Give an exact copy of the data that follows.

____________

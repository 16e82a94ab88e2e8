//! Scripted encoder used by the unit tests.

use std::path::Path;
use std::sync::Mutex;
use std::sync::atomic::{AtomicBool, AtomicUsize, Ordering};
use std::time::Duration;

use tokio_util::sync::CancellationToken;

use crate::EncoderError;
use crate::encoder::{EncodeRequest, EncoderAdapter, FrameRequest};

#[derive(Debug, Clone)]
pub struct RecordedEncode {
    pub profile: String,
    pub geometry: String,
    pub video_bitrate: String,
    pub segment_secs: u32,
    pub list_all_segments: bool,
}

/// Writes plausible playlists and segments without running a real encoder.
/// Profiles are recognised from the `_{profile}.m3u8` suffix of the output.
#[derive(Default)]
pub struct ScriptedEncoder {
    fail_profiles: Vec<String>,
    silent_profiles: Vec<String>,
    delays: Vec<(String, Duration)>,
    fail_thumbnail: bool,
    encodes: Mutex<Vec<RecordedEncode>>,
    frames: Mutex<Vec<(f64, String)>>,
    master_seen_early: AtomicBool,
    in_flight: AtomicUsize,
    max_in_flight: AtomicUsize,
}

impl ScriptedEncoder {
    pub fn failing_profile(mut self, profile: &str) -> Self {
        self.fail_profiles.push(profile.to_string());
        self
    }

    /// Report success without writing the playlist.
    pub fn silent_profile(mut self, profile: &str) -> Self {
        self.silent_profiles.push(profile.to_string());
        self
    }

    pub fn slow_profile(mut self, profile: &str, delay: Duration) -> Self {
        self.delays.push((profile.to_string(), delay));
        self
    }

    pub fn failing_thumbnail(mut self) -> Self {
        self.fail_thumbnail = true;
        self
    }

    pub fn encode_requests(&self) -> Vec<RecordedEncode> {
        self.encodes.lock().unwrap().clone()
    }

    pub fn encoded_profiles(&self) -> Vec<String> {
        self.encode_requests().into_iter().map(|r| r.profile).collect()
    }

    pub fn frame_requests(&self) -> Vec<(f64, String)> {
        self.frames.lock().unwrap().clone()
    }

    /// Whether any encode finished while a master playlist already existed.
    pub fn master_seen_early(&self) -> bool {
        self.master_seen_early.load(Ordering::SeqCst)
    }

    pub fn max_in_flight(&self) -> usize {
        self.max_in_flight.load(Ordering::SeqCst)
    }

    async fn run_encode(
        &self,
        profile: &str,
        request: &EncodeRequest<'_>,
        cancel: &CancellationToken,
    ) -> Result<(), EncoderError> {
        if let Some((_, delay)) = self.delays.iter().find(|(p, _)| p == profile) {
            tokio::select! {
                _ = cancel.cancelled() => return Err(EncoderError::Cancelled),
                _ = tokio::time::sleep(*delay) => {}
            }
        }

        let dir = request.output_playlist.parent().unwrap_or(Path::new("."));
        if master_exists(dir) {
            self.master_seen_early.store(true, Ordering::SeqCst);
        }

        if self.fail_profiles.iter().any(|p| p == profile) {
            return Err(EncoderError::Failed {
                status: "exit status: 1".into(),
                stderr: format!("scripted failure for {profile}"),
            });
        }
        if self.silent_profiles.iter().any(|p| p == profile) {
            return Ok(());
        }

        let stem = request
            .output_playlist
            .file_stem()
            .and_then(|s| s.to_str())
            .unwrap_or("out");
        let segment = format!("{stem}0.ts");
        tokio::fs::write(dir.join(&segment), b"segment").await?;
        let playlist = format!(
            "#EXTM3U\n#EXT-X-VERSION:3\n#EXT-X-TARGETDURATION:{}\n#EXT-X-PLAYLIST-TYPE:VOD\n#EXTINF:{}.0,\n{segment}\n#EXT-X-ENDLIST\n",
            request.segment_secs, request.segment_secs
        );
        tokio::fs::write(request.output_playlist, playlist).await?;
        Ok(())
    }
}

fn master_exists(dir: &Path) -> bool {
    std::fs::read_dir(dir)
        .map(|entries| {
            entries
                .filter_map(Result::ok)
                .any(|e| e.file_name().to_string_lossy().ends_with("_master.m3u8"))
        })
        .unwrap_or(false)
}

fn profile_of(output_playlist: &Path) -> String {
    output_playlist
        .file_stem()
        .and_then(|s| s.to_str())
        .and_then(|s| s.rsplit_once('_'))
        .map(|(_, p)| p.to_string())
        .unwrap_or_default()
}

#[async_trait::async_trait]
impl EncoderAdapter for ScriptedEncoder {
    fn name(&self) -> &str {
        "scripted"
    }

    async fn encode(
        &self,
        request: &EncodeRequest<'_>,
        cancel: &CancellationToken,
    ) -> Result<(), EncoderError> {
        let profile = profile_of(request.output_playlist);
        self.encodes.lock().unwrap().push(RecordedEncode {
            profile: profile.clone(),
            geometry: request.geometry.to_string(),
            video_bitrate: request.video_bitrate.to_string(),
            segment_secs: request.segment_secs,
            list_all_segments: request.list_all_segments,
        });

        let now = self.in_flight.fetch_add(1, Ordering::SeqCst) + 1;
        self.max_in_flight.fetch_max(now, Ordering::SeqCst);
        let result = self.run_encode(&profile, request, cancel).await;
        self.in_flight.fetch_sub(1, Ordering::SeqCst);
        result
    }

    async fn extract_frame(
        &self,
        request: &FrameRequest<'_>,
        _cancel: &CancellationToken,
    ) -> Result<(), EncoderError> {
        self.frames
            .lock()
            .unwrap()
            .push((request.timestamp_secs, request.size.to_string()));
        if self.fail_thumbnail {
            // Like ffmpeg dying mid-write: a truncated JPEG is left behind.
            tokio::fs::write(request.output_image, b"\xFF").await?;
            return Err(EncoderError::Failed {
                status: "exit status: 1".into(),
                stderr: "Output file is empty, nothing was encoded".into(),
            });
        }
        tokio::fs::write(request.output_image, b"\xFF\xD8\xFF").await?;
        Ok(())
    }
}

____________

> _Task solution_
repository 16e82a94ab88e2e8
//! Scripted encoder used by the unit tests.

use std::path::Path;
use std::sync::Mutex;
use std::sync::atomic::{AtomicBool, AtomicUsize, Ordering};
use std::time::Duration;

use tokio_util::sync::CancellationToken;

use crate::EncoderError;
use crate::encoder::{EncodeRequest, EncoderAdapter, FrameRequest};

#[derive(Debug, Clone)]
pub struct RecordedEncode {
    pub profile: String,
    pub geometry: String,
    pub video_bitrate: String,
    pub segment_secs: u32,
    pub list_all_segments: bool,
}

/// Writes plausible playlists and segments without running a real encoder.
/// Profiles are recognised from the `_{profile}.m3u8` suffix of the output.
#[derive(Default)]
pub struct ScriptedEncoder {
    fail_profiles: Vec<String>,
    silent_profiles: Vec<String>,
    delays: Vec<(String, Duration)>,
    fail_thumbnail: bool,
    encodes: Mutex<Vec<RecordedEncode>>,
    frames: Mutex<Vec<(f64, String)>>,
    master_seen_early: AtomicBool,
    in_flight: AtomicUsize,
    max_in_flight: AtomicUsize,
}

impl ScriptedEncoder {
    pub fn failing_profile(mut self, profile: &str) -> Self {
        self.fail_profiles.push(profile.to_string());
        self
    }

    /// Report success without writing the playlist.
    pub fn silent_profile(mut self, profile: &str) -> Self {
        self.silent_profiles.push(profile.to_string());
        self
    }

    pub fn slow_profile(mut self, profile: &str, delay: Duration) -> Self {
        self.delays.push((profile.to_string(), delay));
        self
    }

    pub fn failing_thumbnail(mut self) -> Self {
        self.fail_thumbnail = true;
        self
    }

    pub fn encode_requests(&self) -> Vec<RecordedEncode> {
        self.encodes.lock().unwrap().clone()
    }

    pub fn encoded_profiles(&self) -> Vec<String> {
        self.encode_requests().into_iter().map(|r| r.profile).collect()
    }

    pub fn frame_requests(&self) -> Vec<(f64, String)> {
        self.frames.lock().unwrap().clone()
    }

    /// Whether any encode finished while a master playlist already existed.
    pub fn master_seen_early(&self) -> bool {
        self.master_seen_early.load(Ordering::SeqCst)
    }

    pub fn max_in_flight(&self) -> usize {
        self.max_in_flight.load(Ordering::SeqCst)
    }

    async fn run_encode(
        &self,
        profile: &str,
        request: &EncodeRequest<'_>,
        cancel: &CancellationToken,
    ) -> Result<(), EncoderError> {
        if let Some((_, delay)) = self.delays.iter().find(|(p, _)| p == profile) {
            tokio::select! {
                _ = cancel.cancelled() => return Err(EncoderError::Cancelled),
                _ = tokio::time::sleep(*delay) => {}
            }
        }

        let dir = request.output_playlist.parent().unwrap_or(Path::new("."));
        if master_exists(dir) {
            self.master_seen_early.store(true, Ordering::SeqCst);
        }

        if self.fail_profiles.iter().any(|p| p == profile) {
            return Err(EncoderError::Failed {
                status: "exit status: 1".into(),
                stderr: format!("scripted failure for {profile}"),
            });
        }
        if self.silent_profiles.iter().any(|p| p == profile) {
            return Ok(());
        }

        let stem = request
            .output_playlist
            .file_stem()
            .and_then(|s| s.to_str())
            .unwrap_or("out");
        let segment = format!("{stem}0.ts");
        tokio::fs::write(dir.join(&segment), b"segment").await?;
        let playlist = format!(
            "#EXTM3U\n#EXT-X-VERSION:3\n#EXT-X-TARGETDURATION:{}\n#EXT-X-PLAYLIST-TYPE:VOD\n#EXTINF:{}.0,\n{segment}\n#EXT-X-ENDLIST\n",
            request.segment_secs, request.segment_secs
        );
        tokio::fs::write(request.output_playlist, playlist).await?;
        Ok(())
    }
}

fn master_exists(dir: &Path) -> bool {
    std::fs::read_dir(dir)
        .map(|entries| {
            entries
                .filter_map(Result::ok)
                .any(|e| e.file_name().to_string_lossy().ends_with("_master.m3u8"))
        })
        .unwrap_or(false)
}

fn profile_of(output_playlist: &Path) -> String {
    output_playlist
        .file_stem()
        .and_then(|s| s.to_str())
        .and_then(|s| s.rsplit_once('_'))
        .map(|(_, p)| p.to_string())
        .unwrap_or_default()
}

#[async_trait::async_trait]
impl EncoderAdapter for ScriptedEncoder {
    fn name(&self) -> &str {
        "scripted"
    }

    async fn encode(
        &self,
        request: &EncodeRequest<'_>,
        cancel: &CancellationToken,
    ) -> Result<(), EncoderError> {
        let profile = profile_of(request.output_playlist);
        self.encodes.lock().unwrap().push(RecordedEncode {
            profile: profile.clone(),
            geometry: request.geometry.to_string(),
            video_bitrate: request.video_bitrate.to_string(),
            segment_secs: request.segment_secs,
            list_all_segments: request.list_all_segments,
        });

        let now = self.in_flight.fetch_add(1, Ordering::SeqCst) + 1;
        self.max_in_flight.fetch_max(now, Ordering::SeqCst);
        let result = self.run_encode(&profile, request, cancel).await;
        self.in_flight.fetch_sub(1, Ordering::SeqCst);
        result
    }

    async fn extract_frame(
        &self,
        request: &FrameRequest<'_>,
        _cancel: &CancellationToken,
    ) -> Result<(), EncoderError> {
        self.frames
            .lock()
            .unwrap()
            .push((request.timestamp_secs, request.size.to_string()));
        if self.fail_thumbnail {
            // Like ffmpeg dying mid-write: a truncated JPEG is left behind.
            tokio::fs::write(request.output_image, b"\xFF").await?;
            return Err(EncoderError::Failed {
                status: "exit status: 1".into(),
                stderr: "Output file is empty, nothing was encoded".into(),
            });
        }
        tokio::fs::write(request.output_image, b"\xFF\xD8\xFF").await?;
        Ok(())
    }
}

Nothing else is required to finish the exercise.